## What is being asked
For every line in the listing below that contains the word "never", add one to the tally. State the final number and nothing else.

## Source material
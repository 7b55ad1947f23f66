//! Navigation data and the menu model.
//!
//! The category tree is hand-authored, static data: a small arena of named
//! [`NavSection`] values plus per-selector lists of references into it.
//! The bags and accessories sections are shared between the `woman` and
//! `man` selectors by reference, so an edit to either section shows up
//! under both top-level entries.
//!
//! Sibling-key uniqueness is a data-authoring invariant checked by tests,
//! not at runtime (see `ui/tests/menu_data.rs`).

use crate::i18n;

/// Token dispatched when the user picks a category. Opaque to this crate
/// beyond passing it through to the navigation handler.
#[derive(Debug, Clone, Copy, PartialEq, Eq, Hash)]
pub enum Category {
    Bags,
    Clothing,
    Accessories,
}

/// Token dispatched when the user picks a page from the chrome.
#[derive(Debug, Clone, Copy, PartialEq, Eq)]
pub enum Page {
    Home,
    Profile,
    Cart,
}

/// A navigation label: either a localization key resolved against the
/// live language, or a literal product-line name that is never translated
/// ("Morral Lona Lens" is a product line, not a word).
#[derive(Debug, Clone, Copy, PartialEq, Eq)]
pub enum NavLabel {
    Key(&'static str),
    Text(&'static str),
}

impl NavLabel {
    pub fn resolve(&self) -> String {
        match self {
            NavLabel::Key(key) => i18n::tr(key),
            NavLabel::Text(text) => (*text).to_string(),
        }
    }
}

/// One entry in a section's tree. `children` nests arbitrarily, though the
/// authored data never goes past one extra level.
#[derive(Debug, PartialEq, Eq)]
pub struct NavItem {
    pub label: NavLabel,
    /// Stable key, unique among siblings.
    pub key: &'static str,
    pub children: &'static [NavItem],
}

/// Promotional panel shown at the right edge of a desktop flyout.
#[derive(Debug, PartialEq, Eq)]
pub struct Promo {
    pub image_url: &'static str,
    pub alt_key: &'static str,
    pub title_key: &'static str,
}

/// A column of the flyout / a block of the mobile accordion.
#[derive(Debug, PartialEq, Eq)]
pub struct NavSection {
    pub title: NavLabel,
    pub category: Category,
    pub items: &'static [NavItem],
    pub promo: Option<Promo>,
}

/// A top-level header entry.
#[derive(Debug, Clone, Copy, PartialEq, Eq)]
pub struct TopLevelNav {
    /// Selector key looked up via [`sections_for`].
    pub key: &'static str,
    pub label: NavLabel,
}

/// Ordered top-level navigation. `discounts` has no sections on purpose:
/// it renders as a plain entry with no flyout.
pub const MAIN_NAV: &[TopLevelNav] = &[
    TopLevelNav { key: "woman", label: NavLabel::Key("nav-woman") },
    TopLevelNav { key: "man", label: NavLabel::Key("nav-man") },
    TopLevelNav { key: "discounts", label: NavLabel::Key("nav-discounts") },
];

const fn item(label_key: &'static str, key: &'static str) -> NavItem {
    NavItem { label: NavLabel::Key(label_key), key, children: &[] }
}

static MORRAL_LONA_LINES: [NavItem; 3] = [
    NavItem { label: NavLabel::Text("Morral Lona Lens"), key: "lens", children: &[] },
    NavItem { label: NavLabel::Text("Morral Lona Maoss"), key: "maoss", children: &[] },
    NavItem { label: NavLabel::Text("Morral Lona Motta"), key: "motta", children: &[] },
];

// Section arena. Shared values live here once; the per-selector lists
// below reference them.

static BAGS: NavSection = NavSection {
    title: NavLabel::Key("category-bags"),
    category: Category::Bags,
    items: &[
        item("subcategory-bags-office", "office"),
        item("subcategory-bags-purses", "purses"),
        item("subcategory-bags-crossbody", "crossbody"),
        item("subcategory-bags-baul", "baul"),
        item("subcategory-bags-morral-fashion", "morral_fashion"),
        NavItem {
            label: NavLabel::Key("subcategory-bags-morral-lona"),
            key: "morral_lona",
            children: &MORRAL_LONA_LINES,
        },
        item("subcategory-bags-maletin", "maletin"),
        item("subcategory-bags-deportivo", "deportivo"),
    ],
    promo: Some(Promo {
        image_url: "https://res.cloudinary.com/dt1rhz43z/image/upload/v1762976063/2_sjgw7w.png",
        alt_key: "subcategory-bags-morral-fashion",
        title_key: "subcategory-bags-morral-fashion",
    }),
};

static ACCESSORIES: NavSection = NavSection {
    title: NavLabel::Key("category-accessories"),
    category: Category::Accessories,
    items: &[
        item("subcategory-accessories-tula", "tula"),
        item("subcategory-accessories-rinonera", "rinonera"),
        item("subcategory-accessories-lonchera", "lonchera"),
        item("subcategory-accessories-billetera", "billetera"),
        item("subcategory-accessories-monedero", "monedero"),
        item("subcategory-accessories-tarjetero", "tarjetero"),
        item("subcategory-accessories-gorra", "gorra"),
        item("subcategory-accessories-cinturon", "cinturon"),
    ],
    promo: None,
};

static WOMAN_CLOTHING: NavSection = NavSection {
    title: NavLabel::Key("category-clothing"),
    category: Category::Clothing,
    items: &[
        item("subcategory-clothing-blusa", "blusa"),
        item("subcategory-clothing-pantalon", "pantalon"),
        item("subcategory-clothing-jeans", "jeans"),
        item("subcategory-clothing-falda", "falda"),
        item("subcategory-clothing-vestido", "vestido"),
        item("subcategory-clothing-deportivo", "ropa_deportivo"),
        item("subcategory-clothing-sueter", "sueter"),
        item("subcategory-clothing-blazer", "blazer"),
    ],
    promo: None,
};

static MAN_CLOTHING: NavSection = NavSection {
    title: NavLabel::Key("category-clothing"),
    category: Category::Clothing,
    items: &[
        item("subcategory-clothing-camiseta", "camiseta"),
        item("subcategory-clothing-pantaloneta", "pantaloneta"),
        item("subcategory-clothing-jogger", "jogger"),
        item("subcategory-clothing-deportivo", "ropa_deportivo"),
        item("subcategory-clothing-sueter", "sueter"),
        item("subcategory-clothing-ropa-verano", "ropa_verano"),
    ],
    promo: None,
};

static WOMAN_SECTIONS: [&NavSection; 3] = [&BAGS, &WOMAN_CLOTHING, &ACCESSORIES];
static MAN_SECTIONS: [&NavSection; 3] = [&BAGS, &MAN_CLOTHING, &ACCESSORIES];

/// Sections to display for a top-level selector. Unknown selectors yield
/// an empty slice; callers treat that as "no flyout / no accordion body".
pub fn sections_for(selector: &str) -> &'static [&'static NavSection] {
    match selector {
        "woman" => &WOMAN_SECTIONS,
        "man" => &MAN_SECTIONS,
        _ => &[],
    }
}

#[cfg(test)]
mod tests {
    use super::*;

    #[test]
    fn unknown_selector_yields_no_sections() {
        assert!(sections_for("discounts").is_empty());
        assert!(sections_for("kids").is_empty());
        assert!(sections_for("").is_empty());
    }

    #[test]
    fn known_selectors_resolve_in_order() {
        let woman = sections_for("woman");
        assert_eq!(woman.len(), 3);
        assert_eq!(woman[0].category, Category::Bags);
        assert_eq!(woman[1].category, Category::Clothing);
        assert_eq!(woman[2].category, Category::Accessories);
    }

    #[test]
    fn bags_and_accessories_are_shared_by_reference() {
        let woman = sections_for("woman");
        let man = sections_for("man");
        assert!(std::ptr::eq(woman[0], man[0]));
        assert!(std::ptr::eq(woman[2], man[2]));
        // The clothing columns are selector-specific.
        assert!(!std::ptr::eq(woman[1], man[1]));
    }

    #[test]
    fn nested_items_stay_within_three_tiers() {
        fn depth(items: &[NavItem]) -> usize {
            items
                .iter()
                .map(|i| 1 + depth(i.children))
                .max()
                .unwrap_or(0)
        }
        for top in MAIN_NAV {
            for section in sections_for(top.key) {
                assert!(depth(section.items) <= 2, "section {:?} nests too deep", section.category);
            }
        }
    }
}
...
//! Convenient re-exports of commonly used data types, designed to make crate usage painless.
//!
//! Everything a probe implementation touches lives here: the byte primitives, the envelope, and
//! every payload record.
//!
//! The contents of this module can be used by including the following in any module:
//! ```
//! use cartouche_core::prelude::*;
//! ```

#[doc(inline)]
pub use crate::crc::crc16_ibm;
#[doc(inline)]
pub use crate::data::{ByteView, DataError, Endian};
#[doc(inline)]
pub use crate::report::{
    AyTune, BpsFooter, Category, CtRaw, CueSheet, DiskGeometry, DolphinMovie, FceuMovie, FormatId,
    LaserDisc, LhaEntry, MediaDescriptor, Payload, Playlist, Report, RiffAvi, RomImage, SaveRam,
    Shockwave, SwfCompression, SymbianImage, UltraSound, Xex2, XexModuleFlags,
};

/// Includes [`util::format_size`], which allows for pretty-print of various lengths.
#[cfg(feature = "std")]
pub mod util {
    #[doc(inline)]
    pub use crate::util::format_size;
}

## Exercise response
2